---- SUPPLIED DATA

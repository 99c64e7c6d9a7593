use std::error;
use std::fmt;
use std::io;

#[derive(Debug)]
pub enum Error {
    IoError(io::Error),
    IniError(ini::ParseError),
    InvalidValue { key: String, value: String },
    LoggerError(log::SetLoggerError),
}

impl fmt::Display for Error {
    fn fmt(&self, f: &mut fmt::Formatter) -> fmt::Result {
        match *self {
            Error::IoError(ref err) => write!(f, "IO error: {}", err),
            Error::IniError(ref err) => write!(f, "INI error: {}", err),
            Error::InvalidValue { ref key, ref value } => {
                write!(f, "invalid value [{}] for key [{}]", value, key)
            }
            Error::LoggerError(ref err) => write!(f, "Logger error: {}", err),
        }
    }
}

impl error::Error for Error {
    fn source(&self) -> Option<&(dyn error::Error + 'static)> {
        match *self {
            Error::IoError(ref err) => Some(err),
            Error::IniError(ref err) => Some(err),
            Error::InvalidValue { .. } => None,
            Error::LoggerError(ref err) => Some(err),
        }
    }
}

impl From<io::Error> for Error {
    fn from(err: io::Error) -> Self {
        Error::IoError(err)
    }
}

impl From<ini::ParseError> for Error {
    fn from(err: ini::ParseError) -> Self {
        Error::IniError(err)
    }
}

impl From<log::SetLoggerError> for Error {
    fn from(err: log::SetLoggerError) -> Self {
        Error::LoggerError(err)
    }
}
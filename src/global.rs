//! Process-wide timer pool.
//! Refrain from using this in library code, pass a [`TimerRegistry`] instead.
use crate::monitor::pool::TimerRegistry;

lazy_static::lazy_static! {
    static ref SHARED_POOL: TimerRegistry = TimerRegistry::new(true);
}

/// Pool shared by the whole process, enabled until told otherwise
pub fn shared_pool() -> &'static TimerRegistry {
    &SHARED_POOL
}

--------

Write out again, exactly as they appear above, the lines from the one containing "static ref SHARED_POOL: TimerRegistry" to the final line, and only those.

    static ref SHARED_POOL: TimerRegistry = TimerRegistry::new(true);
}

/// Pool shared by the whole process, enabled until told otherwise
pub fn shared_pool() -> &'static TimerRegistry {
    &SHARED_POOL
}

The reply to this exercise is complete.